A sense of urgency arises quickly when the most important cultural institution in a country is going to become a tourist hotel instead of a prestigious archaeological repository. Just as political corruption hits around the global news nowadays, Puerto Ricans question now the same interrogation since their first revolution: when is PR’s history going to be fixed? 

Museums and cultural activities are meant to promote unity and diplomacy in all societies by using their resources to ensure a better understanding of worldwide traditions with full knowledge of historic appreciation that will engender between peoples and nations. The future of the ICP’s artifacts is in danger, as new traditions develop quickly with a predilection aimed to naively annihilate the culture against tourism development. 

Although early museums were elitist and the general public was excluded, today’s museums and repositories have the mission to become agents of change and development that can foster peace, with strong ideals of democracy and transparency in their governance in order to include every group in the society. With the memory and recognition of the history of a culture, its different sectors, ages and how these community interests have created a way of life, the portrayal of customs and artistic manifestations will sustain, defend and preserve all forms of socio-cultural identities of the Circum-Caribbean Indio Old and New World experience. 

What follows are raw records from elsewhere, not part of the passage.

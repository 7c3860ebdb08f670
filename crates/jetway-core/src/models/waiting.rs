//! Waiting list model definition.

use std::collections::VecDeque;

use serde::{Deserialize, Serialize};

use crate::error::{ReservationError, Result};

/// A passenger queued for a fully booked flight.
#[derive(Debug, Clone, Serialize, Deserialize, PartialEq, Eq)]
pub struct WaitingPassenger {
    /// Account that joined the queue
    pub username: String,

    /// Name to book the seat under
    pub passenger_name: String,
}

/// First-in, first-out queue of passengers for one flight.
#[derive(Debug, Clone, Serialize, Deserialize, PartialEq, Eq)]
pub struct WaitingList {
    /// Flight the queue belongs to
    pub flight_id: String,

    passengers: VecDeque<WaitingPassenger>,
}

impl WaitingList {
    /// Creates an empty waiting list.
    pub fn new(flight_id: impl Into<String>) -> Self {
        Self {
            flight_id: flight_id.into(),
            passengers: VecDeque::new(),
        }
    }

    /// Appends a passenger to the back of the queue.
    ///
    /// # Errors
    ///
    /// Returns `ReservationError::AlreadyWaiting` if the user is queued
    /// already.
    pub fn push(&mut self, username: &str, passenger_name: &str) -> Result<()> {
        if self.contains(username) {
            return Err(ReservationError::AlreadyWaiting {
                flight_id: self.flight_id.clone(),
                username: username.to_string(),
            });
        }
        self.passengers.push_back(WaitingPassenger {
            username: username.to_string(),
            passenger_name: passenger_name.to_string(),
        });
        Ok(())
    }

    /// Removes the first entry for the user; returns whether one was found.
    pub fn remove(&mut self, username: &str) -> bool {
        match self.passengers.iter().position(|p| p.username == username) {
            Some(index) => {
                self.passengers.remove(index);
                true
            }
            None => false,
        }
    }

    /// Passenger at the head of the queue.
    pub fn front(&self) -> Option<&WaitingPassenger> {
        self.passengers.front()
    }

    /// Removes and returns the passenger at the head of the queue.
    pub fn pop_front(&mut self) -> Option<WaitingPassenger> {
        self.passengers.pop_front()
    }

    /// Whether the user is queued.
    pub fn contains(&self, username: &str) -> bool {
        self.passengers.iter().any(|p| p.username == username)
    }

    pub fn is_empty(&self) -> bool {
        self.passengers.is_empty()
    }

    pub fn len(&self) -> usize {
        self.passengers.len()
    }

    /// Queued passengers, head first.
    pub fn iter(&self) -> impl Iterator<Item = &WaitingPassenger> {
        self.passengers.iter()
    }
}
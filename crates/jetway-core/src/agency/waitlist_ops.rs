//! Waiting list operations for fully booked flights.

use jiff::Timestamp;
use log::info;

use super::Agency;
use crate::{
    error::{ReservationError, Result},
    models::{Account, Reservation, ReservationStatus, WaitingList},
    params::Promote,
};

impl Agency {
    /// Queues the acting account for a fully booked flight.
    ///
    /// Returns the updated waiting list.
    ///
    /// # Errors
    ///
    /// Returns `ReservationError::FlightNotFound` for an unknown flight,
    /// `ReservationError::InvalidInput` while the flight still has free
    /// seats, and `ReservationError::AlreadyWaiting` if the account is
    /// queued already.
    pub fn join_waiting_list(&mut self, actor: &Account, flight_id: &str) -> Result<WaitingList> {
        let flight = self.get_flight(flight_id)?;
        if !flight.is_fully_booked() {
            return Err(ReservationError::invalid_input("flight").with_reason(format!(
                "Flight {} still has {} available seat(s); book a seat instead",
                flight.id,
                flight.available_seats()
            )));
        }

        let list = self.waiting_list_mut(flight_id);
        list.push(&actor.username, &actor.name)?;
        let list = list.clone();
        info!(
            "{} joined the waiting list for {} at position {}",
            actor.username,
            flight_id,
            list.len()
        );
        self.save_waiting_list(flight_id)?;
        Ok(list)
    }

    /// The waiting list of a flight, head first.
    ///
    /// # Errors
    ///
    /// Returns `ReservationError::FlightNotFound` for an unknown flight.
    pub fn waiting_list(&self, flight_id: &str) -> Result<WaitingList> {
        self.get_flight(flight_id)?;
        Ok(self
            .waiting_lists
            .get(flight_id)
            .cloned()
            .unwrap_or_else(|| WaitingList::new(flight_id)))
    }

    /// Books a seat for the passenger at the head of the waiting list.
    ///
    /// The seat is the requested one or the first free seat. The resulting
    /// reservation carries no payment.
    ///
    /// # Errors
    ///
    /// Returns `ReservationError::FlightNotFound` for an unknown flight,
    /// `ReservationError::FlightFullyBooked` when no seat is free,
    /// `ReservationError::WaitingListEmpty` when nobody is waiting, seat
    /// validation errors, and `ReservationError::SeatUnavailable` for a
    /// taken seat.
    pub fn promote(&mut self, params: &Promote) -> Result<Reservation> {
        let index = self.flight_index(&params.flight_id)?;
        let flight_id = self.flights[index].id.clone();
        if self.flights[index].is_fully_booked() {
            return Err(ReservationError::FlightFullyBooked { flight_id });
        }

        let passenger = self
            .waiting_lists
            .get(&flight_id)
            .and_then(WaitingList::front)
            .cloned()
            .ok_or_else(|| ReservationError::WaitingListEmpty {
                flight_id: flight_id.clone(),
            })?;

        let flight = &mut self.flights[index];
        let seat = match &params.seat {
            Some(seat) => flight.seats.book(seat)?,
            None => {
                let first = flight
                    .seats
                    .first_available()
                    .ok_or_else(|| ReservationError::FlightFullyBooked {
                        flight_id: flight_id.clone(),
                    })?;
                flight.seats.book(&first)?
            }
        };
        let reservation = Reservation {
            id: self.ids.next_reservation(),
            passenger_name: passenger.passenger_name.clone(),
            flight_id: flight.id.clone(),
            airline: flight.airline.clone(),
            destination: flight.destination.clone(),
            seat,
            status: ReservationStatus::Confirmed,
            username: passenger.username.clone(),
            payment: None,
            booked_at: Some(Timestamp::now()),
        };
        self.waiting_list_mut(&flight_id).pop_front();
        info!(
            "Promoted {} from the waiting list of {} to seat {}",
            reservation.username, flight_id, reservation.seat
        );

        self.reservations.push(reservation.clone());
        self.save_flight_state(&flight_id)?;
        self.save_reservations()?;
        self.save_waiting_list(&flight_id)?;
        Ok(reservation)
    }

    /// Takes a user off a flight's waiting list.
    ///
    /// # Errors
    ///
    /// Returns `ReservationError::FlightNotFound` for an unknown flight and
    /// `ReservationError::NotWaiting` if the user is not queued.
    pub fn remove_from_waiting_list(&mut self, flight_id: &str, username: &str) -> Result<()> {
        self.get_flight(flight_id)?;
        if !self.waiting_list_mut(flight_id).remove(username) {
            return Err(ReservationError::NotWaiting {
                flight_id: flight_id.to_string(),
                username: username.to_string(),
            });
        }
        info!("Removed {username} from the waiting list of {flight_id}");
        self.save_waiting_list(flight_id)
    }
}
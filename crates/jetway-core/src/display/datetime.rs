//! Timestamp formatting in the system time zone.

use std::fmt;

use jiff::{Timestamp, tz::TimeZone};

/// Formats a `Timestamp` as `YYYY-MM-DD HH:MM:SS TZ` in the system time zone.
pub struct LocalDateTime<'a>(pub &'a Timestamp);

impl fmt::Display for LocalDateTime<'_> {
    fn fmt(&self, f: &mut fmt::Formatter<'_>) -> fmt::Result {
        let zoned = self.0.to_zoned(TimeZone::system());
        write!(f, "{}", zoned.strftime("%Y-%m-%d %H:%M:%S %Z"))
    }
}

Nichole Bodin is a recent graduate from the Caribbean Archaeology Master's Program from the Center of Advanced Studies of Puerto Rico and the Caribbean. Along with her B.A. in Humanities with a minor in fine art photography and a A.D in Audiovisual Communication, she has worked as a community and union organizer and has experience as a grassroots newspaper community journalist. Her shared observations on Puerto Rico's National Patrimony is of interest to our community of thinkers.